Records from a dataset
-----
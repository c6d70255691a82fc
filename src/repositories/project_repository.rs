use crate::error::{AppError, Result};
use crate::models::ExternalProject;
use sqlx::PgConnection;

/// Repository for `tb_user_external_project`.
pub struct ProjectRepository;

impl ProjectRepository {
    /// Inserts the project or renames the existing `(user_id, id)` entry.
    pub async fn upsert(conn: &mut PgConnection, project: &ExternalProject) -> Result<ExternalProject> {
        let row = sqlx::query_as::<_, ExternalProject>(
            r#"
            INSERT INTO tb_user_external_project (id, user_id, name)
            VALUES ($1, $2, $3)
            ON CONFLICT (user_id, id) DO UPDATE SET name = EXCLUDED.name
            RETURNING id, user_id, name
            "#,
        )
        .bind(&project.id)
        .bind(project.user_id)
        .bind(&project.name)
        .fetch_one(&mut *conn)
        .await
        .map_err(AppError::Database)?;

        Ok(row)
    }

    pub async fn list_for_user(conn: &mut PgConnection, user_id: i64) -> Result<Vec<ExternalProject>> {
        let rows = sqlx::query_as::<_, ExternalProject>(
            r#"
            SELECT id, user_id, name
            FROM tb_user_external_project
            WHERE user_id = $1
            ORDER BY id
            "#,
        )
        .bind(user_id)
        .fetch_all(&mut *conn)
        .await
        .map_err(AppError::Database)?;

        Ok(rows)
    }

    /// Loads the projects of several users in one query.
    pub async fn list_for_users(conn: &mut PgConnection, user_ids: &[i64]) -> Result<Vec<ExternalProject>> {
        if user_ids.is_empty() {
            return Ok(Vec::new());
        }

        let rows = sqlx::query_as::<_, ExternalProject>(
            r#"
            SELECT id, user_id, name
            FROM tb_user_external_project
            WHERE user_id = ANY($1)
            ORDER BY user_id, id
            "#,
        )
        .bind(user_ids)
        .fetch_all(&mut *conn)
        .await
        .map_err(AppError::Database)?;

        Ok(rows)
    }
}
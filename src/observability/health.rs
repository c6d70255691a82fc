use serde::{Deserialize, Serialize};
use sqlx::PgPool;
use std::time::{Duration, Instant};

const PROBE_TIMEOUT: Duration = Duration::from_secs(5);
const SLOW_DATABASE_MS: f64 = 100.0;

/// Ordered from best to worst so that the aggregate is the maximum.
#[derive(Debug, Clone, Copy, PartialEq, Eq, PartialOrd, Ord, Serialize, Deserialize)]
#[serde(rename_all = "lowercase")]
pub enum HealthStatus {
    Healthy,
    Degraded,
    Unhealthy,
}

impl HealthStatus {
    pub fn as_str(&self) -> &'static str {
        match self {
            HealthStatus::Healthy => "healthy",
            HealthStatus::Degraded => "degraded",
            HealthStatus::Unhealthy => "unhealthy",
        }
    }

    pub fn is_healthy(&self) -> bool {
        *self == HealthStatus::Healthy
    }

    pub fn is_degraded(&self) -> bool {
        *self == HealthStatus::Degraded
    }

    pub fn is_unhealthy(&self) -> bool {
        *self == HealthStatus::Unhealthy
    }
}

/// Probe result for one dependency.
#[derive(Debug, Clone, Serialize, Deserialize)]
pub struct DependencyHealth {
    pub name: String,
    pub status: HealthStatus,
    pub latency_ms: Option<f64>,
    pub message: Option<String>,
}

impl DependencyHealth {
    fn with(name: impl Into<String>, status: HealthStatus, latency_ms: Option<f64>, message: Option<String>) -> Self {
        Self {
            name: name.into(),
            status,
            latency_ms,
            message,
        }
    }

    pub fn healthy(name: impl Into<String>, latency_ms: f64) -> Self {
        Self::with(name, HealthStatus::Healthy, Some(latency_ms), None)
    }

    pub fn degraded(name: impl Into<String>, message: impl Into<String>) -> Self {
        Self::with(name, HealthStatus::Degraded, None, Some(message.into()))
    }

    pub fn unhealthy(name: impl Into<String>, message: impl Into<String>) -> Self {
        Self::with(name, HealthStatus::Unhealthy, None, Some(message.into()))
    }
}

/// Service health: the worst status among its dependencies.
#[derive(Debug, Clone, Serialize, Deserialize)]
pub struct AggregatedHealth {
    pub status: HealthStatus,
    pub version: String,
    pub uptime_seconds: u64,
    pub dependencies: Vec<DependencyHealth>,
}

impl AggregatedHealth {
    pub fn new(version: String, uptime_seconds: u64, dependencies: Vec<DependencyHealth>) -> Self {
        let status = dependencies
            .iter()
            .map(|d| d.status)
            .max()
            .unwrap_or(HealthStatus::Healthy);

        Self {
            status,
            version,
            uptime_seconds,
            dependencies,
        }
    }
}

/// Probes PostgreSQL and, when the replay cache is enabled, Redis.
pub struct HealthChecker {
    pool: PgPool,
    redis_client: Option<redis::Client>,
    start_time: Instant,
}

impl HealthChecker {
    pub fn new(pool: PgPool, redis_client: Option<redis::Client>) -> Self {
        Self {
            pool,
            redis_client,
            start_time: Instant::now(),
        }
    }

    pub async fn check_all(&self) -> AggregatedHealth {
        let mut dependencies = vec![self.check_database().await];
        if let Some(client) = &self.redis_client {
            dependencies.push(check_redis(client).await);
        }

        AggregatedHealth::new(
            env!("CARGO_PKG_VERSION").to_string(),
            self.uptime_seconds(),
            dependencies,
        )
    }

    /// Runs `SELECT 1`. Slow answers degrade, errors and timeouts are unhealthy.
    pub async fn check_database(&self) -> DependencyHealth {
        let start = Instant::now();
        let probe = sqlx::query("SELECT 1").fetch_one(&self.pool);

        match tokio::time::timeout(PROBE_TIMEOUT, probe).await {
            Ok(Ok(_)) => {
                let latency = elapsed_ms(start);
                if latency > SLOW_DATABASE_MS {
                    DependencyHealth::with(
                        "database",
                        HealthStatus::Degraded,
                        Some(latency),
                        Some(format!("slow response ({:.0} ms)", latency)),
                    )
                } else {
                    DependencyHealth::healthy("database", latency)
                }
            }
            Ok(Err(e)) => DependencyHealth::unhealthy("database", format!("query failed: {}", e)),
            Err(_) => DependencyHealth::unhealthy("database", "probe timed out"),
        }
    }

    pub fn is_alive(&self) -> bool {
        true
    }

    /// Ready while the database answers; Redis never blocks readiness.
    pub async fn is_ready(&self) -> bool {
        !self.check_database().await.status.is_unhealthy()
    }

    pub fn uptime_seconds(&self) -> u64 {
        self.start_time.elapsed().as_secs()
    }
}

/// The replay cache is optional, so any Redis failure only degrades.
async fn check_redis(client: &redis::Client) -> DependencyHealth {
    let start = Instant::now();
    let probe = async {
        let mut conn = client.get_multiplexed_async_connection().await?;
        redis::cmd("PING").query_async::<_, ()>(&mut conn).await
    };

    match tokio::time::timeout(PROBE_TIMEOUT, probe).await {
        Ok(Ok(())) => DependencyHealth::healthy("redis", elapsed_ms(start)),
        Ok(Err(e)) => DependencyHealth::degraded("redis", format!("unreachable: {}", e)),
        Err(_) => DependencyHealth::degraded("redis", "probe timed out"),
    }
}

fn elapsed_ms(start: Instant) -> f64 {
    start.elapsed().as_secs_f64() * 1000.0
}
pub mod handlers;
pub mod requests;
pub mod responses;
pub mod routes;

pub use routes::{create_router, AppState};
-----
Goal of the exercise: Every single entry is to be retyped exactly.

Answer section:
repository c6d70255691a82fc
filename src/repositories/project_repository.rs
use crate::error::{AppError, Result};
use crate::models::ExternalProject;
use sqlx::PgConnection;

/// Repository for `tb_user_external_project`.
pub struct ProjectRepository;

impl ProjectRepository {
    /// Inserts the project or renames the existing `(user_id, id)` entry.
    pub async fn upsert(conn: &mut PgConnection, project: &ExternalProject) -> Result<ExternalProject> {
        let row = sqlx::query_as::<_, ExternalProject>(
            r#"
            INSERT INTO tb_user_external_project (id, user_id, name)
            VALUES ($1, $2, $3)
            ON CONFLICT (user_id, id) DO UPDATE SET name = EXCLUDED.name
            RETURNING id, user_id, name
            "#,
        )
        .bind(&project.id)
        .bind(project.user_id)
        .bind(&project.name)
        .fetch_one(&mut *conn)
        .await
        .map_err(AppError::Database)?;

        Ok(row)
    }

    pub async fn list_for_user(conn: &mut PgConnection, user_id: i64) -> Result<Vec<ExternalProject>> {
        let rows = sqlx::query_as::<_, ExternalProject>(
            r#"
            SELECT id, user_id, name
            FROM tb_user_external_project
            WHERE user_id = $1
            ORDER BY id
            "#,
        )
        .bind(user_id)
        .fetch_all(&mut *conn)
        .await
        .map_err(AppError::Database)?;

        Ok(rows)
    }

    /// Loads the projects of several users in one query.
    pub async fn list_for_users(conn: &mut PgConnection, user_ids: &[i64]) -> Result<Vec<ExternalProject>> {
        if user_ids.is_empty() {
            return Ok(Vec::new());
        }

        let rows = sqlx::query_as::<_, ExternalProject>(
            r#"
            SELECT id, user_id, name
            FROM tb_user_external_project
            WHERE user_id = ANY($1)
            ORDER BY user_id, id
            "#,
        )
        .bind(user_ids)
        .fetch_all(&mut *conn)
        .await
        .map_err(AppError::Database)?;

        Ok(rows)
    }
}
filename src/observability/health.rs
repository c6d70255691a82fc
use serde::{Deserialize, Serialize};
use sqlx::PgPool;
use std::time::{Duration, Instant};

const PROBE_TIMEOUT: Duration = Duration::from_secs(5);
const SLOW_DATABASE_MS: f64 = 100.0;

/// Ordered from best to worst so that the aggregate is the maximum.
#[derive(Debug, Clone, Copy, PartialEq, Eq, PartialOrd, Ord, Serialize, Deserialize)]
#[serde(rename_all = "lowercase")]
pub enum HealthStatus {
    Healthy,
    Degraded,
    Unhealthy,
}

impl HealthStatus {
    pub fn as_str(&self) -> &'static str {
        match self {
            HealthStatus::Healthy => "healthy",
            HealthStatus::Degraded => "degraded",
            HealthStatus::Unhealthy => "unhealthy",
        }
    }

    pub fn is_healthy(&self) -> bool {
        *self == HealthStatus::Healthy
    }

    pub fn is_degraded(&self) -> bool {
        *self == HealthStatus::Degraded
    }

    pub fn is_unhealthy(&self) -> bool {
        *self == HealthStatus::Unhealthy
    }
}

/// Probe result for one dependency.
#[derive(Debug, Clone, Serialize, Deserialize)]
pub struct DependencyHealth {
    pub name: String,
    pub status: HealthStatus,
    pub latency_ms: Option<f64>,
    pub message: Option<String>,
}

impl DependencyHealth {
    fn with(name: impl Into<String>, status: HealthStatus, latency_ms: Option<f64>, message: Option<String>) -> Self {
        Self {
            name: name.into(),
            status,
            latency_ms,
            message,
        }
    }

    pub fn healthy(name: impl Into<String>, latency_ms: f64) -> Self {
        Self::with(name, HealthStatus::Healthy, Some(latency_ms), None)
    }

    pub fn degraded(name: impl Into<String>, message: impl Into<String>) -> Self {
        Self::with(name, HealthStatus::Degraded, None, Some(message.into()))
    }

    pub fn unhealthy(name: impl Into<String>, message: impl Into<String>) -> Self {
        Self::with(name, HealthStatus::Unhealthy, None, Some(message.into()))
    }
}

/// Service health: the worst status among its dependencies.
#[derive(Debug, Clone, Serialize, Deserialize)]
pub struct AggregatedHealth {
    pub status: HealthStatus,
    pub version: String,
    pub uptime_seconds: u64,
    pub dependencies: Vec<DependencyHealth>,
}

impl AggregatedHealth {
    pub fn new(version: String, uptime_seconds: u64, dependencies: Vec<DependencyHealth>) -> Self {
        let status = dependencies
            .iter()
            .map(|d| d.status)
            .max()
            .unwrap_or(HealthStatus::Healthy);

        Self {
            status,
            version,
            uptime_seconds,
            dependencies,
        }
    }
}

/// Probes PostgreSQL and, when the replay cache is enabled, Redis.
pub struct HealthChecker {
    pool: PgPool,
    redis_client: Option<redis::Client>,
    start_time: Instant,
}

impl HealthChecker {
    pub fn new(pool: PgPool, redis_client: Option<redis::Client>) -> Self {
        Self {
            pool,
            redis_client,
            start_time: Instant::now(),
        }
    }

    pub async fn check_all(&self) -> AggregatedHealth {
        let mut dependencies = vec![self.check_database().await];
        if let Some(client) = &self.redis_client {
            dependencies.push(check_redis(client).await);
        }

        AggregatedHealth::new(
            env!("CARGO_PKG_VERSION").to_string(),
            self.uptime_seconds(),
            dependencies,
        )
    }

    /// Runs `SELECT 1`. Slow answers degrade, errors and timeouts are unhealthy.
    pub async fn check_database(&self) -> DependencyHealth {
        let start = Instant::now();
        let probe = sqlx::query("SELECT 1").fetch_one(&self.pool);

        match tokio::time::timeout(PROBE_TIMEOUT, probe).await {
            Ok(Ok(_)) => {
                let latency = elapsed_ms(start);
                if latency > SLOW_DATABASE_MS {
                    DependencyHealth::with(
                        "database",
                        HealthStatus::Degraded,
                        Some(latency),
                        Some(format!("slow response ({:.0} ms)", latency)),
                    )
                } else {
                    DependencyHealth::healthy("database", latency)
                }
            }
            Ok(Err(e)) => DependencyHealth::unhealthy("database", format!("query failed: {}", e)),
            Err(_) => DependencyHealth::unhealthy("database", "probe timed out"),
        }
    }

    pub fn is_alive(&self) -> bool {
        true
    }

    /// Ready while the database answers; Redis never blocks readiness.
    pub async fn is_ready(&self) -> bool {
        !self.check_database().await.status.is_unhealthy()
    }

    pub fn uptime_seconds(&self) -> u64 {
        self.start_time.elapsed().as_secs()
    }
}

/// The replay cache is optional, so any Redis failure only degrades.
async fn check_redis(client: &redis::Client) -> DependencyHealth {
    let start = Instant::now();
    let probe = async {
        let mut conn = client.get_multiplexed_async_connection().await?;
        redis::cmd("PING").query_async::<_, ()>(&mut conn).await
    };

    match tokio::time::timeout(PROBE_TIMEOUT, probe).await {
        Ok(Ok(())) => DependencyHealth::healthy("redis", elapsed_ms(start)),
        Ok(Err(e)) => DependencyHealth::degraded("redis", format!("unreachable: {}", e)),
        Err(_) => DependencyHealth::degraded("redis", "probe timed out"),
    }
}

fn elapsed_ms(start: Instant) -> f64 {
    start.elapsed().as_secs_f64() * 1000.0
}
pub mod handlers;
pub mod requests;
pub mod responses;
pub mod routes;

pub use routes::{create_router, AppState};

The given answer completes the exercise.